Liberty News - Fixed-rate mortgages have become significantly more expensive
Prices for fixed-rate mortgages have been rising for some time. At the same time, interest rates for all maturities between 2 and 10 years are similarly high, at almost 3.00 %. 10-year fixed-rate mortgages have now even become slightly cheaper than 2-year ones.
Interest rates for Swiss fixed-rate mortgages are currently quoted at almost 3.00 %, according to the mortgage index of moneyland.ch. Since the beginning of the year, interest rates for fixed-rate mortgages have been in a volatile sideways trend according to the mortgage index, fluctuating between 2.40 % and 3.20 %. Fixed-rate mortgages with a term of 2 years are currently quoted at an average of 2.94 %, 5-year mortgages at 2.85 % and 10-year mortgages at 2.87 %.
The Swiss National Bank (SNB) recently raised the key interest rate again by 0.25 percentage points to 1.75 %. This is the fifth consecutive interest rate move since the SNB began tightening the monetary reins in June 2022. «However, the interest rate step was expected by the market and led to virtually no changes in the benchmark interest rates of Swiss fixed-rate mortgages», says Benjamin Manz, managing director of moneyland.ch.
10-year fixed-rate mortgages are cheaper than 2-year ones
As the current average interest rates for fixed-rate mortgages show, mortgage lenders are no longer charging premiums for longer maturities on average.
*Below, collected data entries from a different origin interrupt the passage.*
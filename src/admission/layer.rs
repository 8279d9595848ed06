use tower::Layer;

use super::{Controller, service::FairnessService};

/// Gates an inner service behind a [`Controller`].
///
/// `attributes` is a `Fn(&Req) -> Attributes` that derives the fairness attributes of each request; the inner
/// call's `Err` is reported as a failure.
#[derive(Clone, Debug)]
pub struct FairnessLayer<F> {
    controller: Controller,
    attributes: F,
}

impl<F> FairnessLayer<F> {
    pub fn new(controller: Controller, attributes: F) -> Self {
        Self {
            controller,
            attributes,
        }
    }
}

impl<S, F: Clone> Layer<S> for FairnessLayer<F> {
    type Service = FairnessService<S, F>;

    fn layer(&self, inner: S) -> Self::Service {
        FairnessService::new(inner, self.controller.clone(), self.attributes.clone())
    }
}
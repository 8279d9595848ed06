use std::sync::Once;

use tracing_subscriber::EnvFilter;

static TRACE_INIT: Once = Once::new();

/// Installs a test-friendly subscriber once per process. Honors `RUST_LOG`.
pub fn trace_init() {
    TRACE_INIT.call_once(|| {
        let filter =
            EnvFilter::try_from_default_env().unwrap_or_else(|_| EnvFilter::new("warn"));
        let _ = tracing_subscriber::fmt()
            .with_env_filter(filter)
            .with_test_writer()
            .try_init();
    });
}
Currently, the average benchmark rate for 2-year fixed-rate mortgages, at 2.94 %, is slightly higher than that for 10-year fixed-rate mortgages, at 2.87 %. «This is an exceptional situation and indicates that the market expects interest rates to fall again in the coming years», explains Felix Oeschger, analyst at moneyland.ch.
By comparison, 2-year fixed-rate mortgages were still more than one percentage point cheaper than 10-year mortgages in mid-May 2022. For many mortgage borrowers, long-term mortgages thus appear even more attractive than short-term and saron mortgages.
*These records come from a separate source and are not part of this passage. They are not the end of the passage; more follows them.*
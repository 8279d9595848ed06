use std::{fmt, mem, time::Duration};

use super::AdmissionSettings;

/// One `(attribute name, attribute value)` pair. Each key owns exactly one bucket.
#[derive(Clone, Debug, PartialEq, Eq, PartialOrd, Ord, Hash)]
pub struct FairnessKey {
    pub name: String,
    pub value: String,
}

impl FairnessKey {
    pub fn new(name: impl Into<String>, value: impl Into<String>) -> Self {
        Self {
            name: name.into(),
            value: value.into(),
        }
    }
}

impl fmt::Display for FairnessKey {
    fn fmt(&self, f: &mut fmt::Formatter<'_>) -> fmt::Result {
        write!(f, "{}={}", self.name, self.value)
    }
}

/// Activity observed for one bucket during one time window.
#[derive(Clone, Copy, Debug, Default, PartialEq, Eq)]
pub struct Frame {
    pub attempts: u64,
    pub failures: u64,
    pub latency: Duration,
}

impl Frame {
    fn absorb(&mut self, other: &Frame) {
        self.attempts += other.attempts;
        self.failures += other.failures;
        self.latency += other.latency;
    }

    /// `None` when the frame has fewer than `min_samples` attempts.
    pub fn failure_ratio(&self, min_samples: u64) -> Option<f64> {
        if self.attempts == 0 || self.attempts < min_samples {
            return None;
        }
        Some(self.failures as f64 / self.attempts as f64)
    }
}

/// How a bucket compares its in-frame admissions against a limit.
#[derive(Clone, Copy, Debug, Default, PartialEq, Eq)]
pub enum LimitState {
    #[default]
    Unrestricted,
    Blocked,
    Probe,
}

impl LimitState {
    pub const fn as_str(&self) -> &'static str {
        match self {
            LimitState::Unrestricted => "unrestricted",
            LimitState::Blocked => "blocked",
            LimitState::Probe => "probe",
        }
    }
}

impl fmt::Display for LimitState {
    fn fmt(&self, f: &mut fmt::Formatter<'_>) -> fmt::Result {
        f.write_str(self.as_str())
    }
}

/// Which frame a completion report is charged to.
#[derive(Clone, Copy, Debug, PartialEq, Eq)]
pub(crate) enum Attribution {
    Current,
    Last,
}

/// Read-only copy of a bucket's state.
#[derive(Clone, Copy, Debug, PartialEq, Eq)]
pub struct BucketSnapshot {
    pub state: LimitState,
    pub current_frame: Frame,
    pub last_frame: Frame,
    pub baseline: Frame,
    pub admitted_in_frame: u64,
}

/// Per-key admission state. Only ever touched by the engine task.
#[derive(Clone, Debug, Default)]
pub(crate) struct Bucket {
    current_frame: Frame,
    last_frame: Frame,
    // Every closed frame, never reset.
    baseline: Frame,
    admitted_in_frame: u64,
    state: LimitState,
    // Outstanding claims referencing this bucket, across frames.
    in_flight: u64,
    idle_frames: u32,
    // Outcomes of this frame's probes seen so far.
    probe_reported: bool,
    probe_failed: bool,
}

impl Bucket {
    pub(crate) fn state(&self) -> LimitState {
        self.state
    }

    pub(crate) fn effective_limit(&self, settings: &AdmissionSettings) -> u64 {
        match self.state {
            LimitState::Unrestricted => u64::MAX,
            LimitState::Blocked => 0,
            LimitState::Probe => u64::from(settings.probe_slots),
        }
    }

    pub(crate) fn has_room(&self, settings: &AdmissionSettings) -> bool {
        self.admitted_in_frame < self.effective_limit(settings)
    }

    pub(crate) fn admit(&mut self) {
        self.current_frame.attempts += 1;
        self.admitted_in_frame += 1;
        self.in_flight += 1;
    }

    /// Charges a completed claim. Returns the new state when a probe resolved.
    pub(crate) fn complete(
        &mut self,
        attribution: Attribution,
        failed: bool,
        latency: Duration,
    ) -> Option<LimitState> {
        self.in_flight = self.in_flight.saturating_sub(1);
        match attribution {
            Attribution::Current => {
                self.admitted_in_frame = self.admitted_in_frame.saturating_sub(1);
                self.current_frame.latency += latency;
                if failed {
                    self.current_frame.failures += 1;
                }
            }
            Attribution::Last => {
                self.last_frame.latency += latency;
                self.baseline.latency += latency;
                if failed {
                    self.last_frame.failures += 1;
                    self.baseline.failures += 1;
                }
            }
        }

        // A probe outcome only counts inside the frame that offered it.
        if attribution == Attribution::Current && self.state == LimitState::Probe {
            self.probe_reported = true;
            self.probe_failed |= failed;
            return self.settle_probe();
        }
        None
    }

    /// Resolves probing once every probe admitted in this frame reported back.
    fn settle_probe(&mut self) -> Option<LimitState> {
        if self.state != LimitState::Probe || self.admitted_in_frame > 0 || !self.probe_reported {
            return None;
        }
        self.state = if self.probe_failed {
            LimitState::Blocked
        } else {
            LimitState::Unrestricted
        };
        self.probe_reported = false;
        self.probe_failed = false;
        Some(self.state)
    }

    /// Drops the claim's reference without charging any frame.
    pub(crate) fn release_stale(&mut self) {
        self.in_flight = self.in_flight.saturating_sub(1);
    }

    /// Undoes an admission whose outcome will never be known. Returns the new
    /// state when this was the last outstanding probe of the frame.
    pub(crate) fn abandon(&mut self, attribution: Attribution) -> Option<LimitState> {
        self.in_flight = self.in_flight.saturating_sub(1);
        match attribution {
            Attribution::Current => {
                self.admitted_in_frame = self.admitted_in_frame.saturating_sub(1);
                self.current_frame.attempts = self
                    .current_frame
                    .attempts
                    .saturating_sub(1)
                    .max(self.current_frame.failures);
            }
            Attribution::Last => {
                self.last_frame.attempts = self
                    .last_frame
                    .attempts
                    .saturating_sub(1)
                    .max(self.last_frame.failures);
                self.baseline.attempts = self
                    .baseline
                    .attempts
                    .saturating_sub(1)
                    .max(self.baseline.failures);
                return None;
            }
        }
        self.settle_probe()
    }

    /// Closes the current frame and recomputes the limit state from it.
    pub(crate) fn rotate(&mut self, settings: &AdmissionSettings) -> LimitState {
        let closed = mem::take(&mut self.current_frame);
        self.baseline.absorb(&closed);

        self.state = match self.state {
            LimitState::Unrestricted => match closed.failure_ratio(settings.min_samples) {
                Some(ratio) if ratio >= settings.failure_threshold => LimitState::Blocked,
                _ => LimitState::Unrestricted,
            },
            LimitState::Blocked => LimitState::Probe,
            // A failed probe blocks even if another one never reported back.
            LimitState::Probe if self.probe_failed => LimitState::Blocked,
            // Unexercised or unresolved probes are offered again.
            LimitState::Probe => LimitState::Probe,
        };
        self.probe_reported = false;
        self.probe_failed = false;

        if closed.attempts == 0 && self.in_flight == 0 && self.state == LimitState::Unrestricted
        {
            self.idle_frames = self.idle_frames.saturating_add(1);
        } else {
            self.idle_frames = 0;
        }

        self.last_frame = closed;
        self.admitted_in_frame = 0;
        self.state
    }

    pub(crate) fn is_evictable(&self, max_idle_frames: u32) -> bool {
        self.in_flight == 0
            && self.state == LimitState::Unrestricted
            && self.idle_frames >= max_idle_frames
    }

    pub(crate) fn snapshot(&self) -> BucketSnapshot {
        BucketSnapshot {
            state: self.state,
            current_frame: self.current_frame,
            last_frame: self.last_frame,
            baseline: self.baseline,
            admitted_in_frame: self.admitted_in_frame,
        }
    }
}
Further interest rate steps likely to follow
According to recent statements by SNB President Thomas Jordan, the latest interest rate step will probably not yet be enough to ensure price stability in the long term. Many experts currently expect a further interest rate step of 0.25 percentage points in September 2023. Whether there will be further interest rate steps after that depends above all on the further course of inflation.
Mortgage interest rates could rise further
Although the inflation rate declined slightly in March, April and May 2023 (in each case measured against the same month of the previous year). However, at 2.2% year-on-year in May 2023, it was still above the SNB's target range of 0.00 % to 2.00 %. «As long as inflation does not fall below 2.00 % on a sustained basis, we expect further interest rate increases», Oeschger says. And he adds, «This also has implications for mortgage rates, which could rise further this year.»
About the mortgage index from moneyland.ch
The mortgage index of moneyland.ch is based on the benchmark interest rates published online, which moneyland.ch automatically collects twice a day. For 10-year fixed-rate mortgages, the index corresponds to the daily average of the interest rates of over 30 banks and insurance companies. In addition, benchmark interest rates are indexed for fixed mortgages with further maturities, variable mortgages, construction loans and Saron mortgages.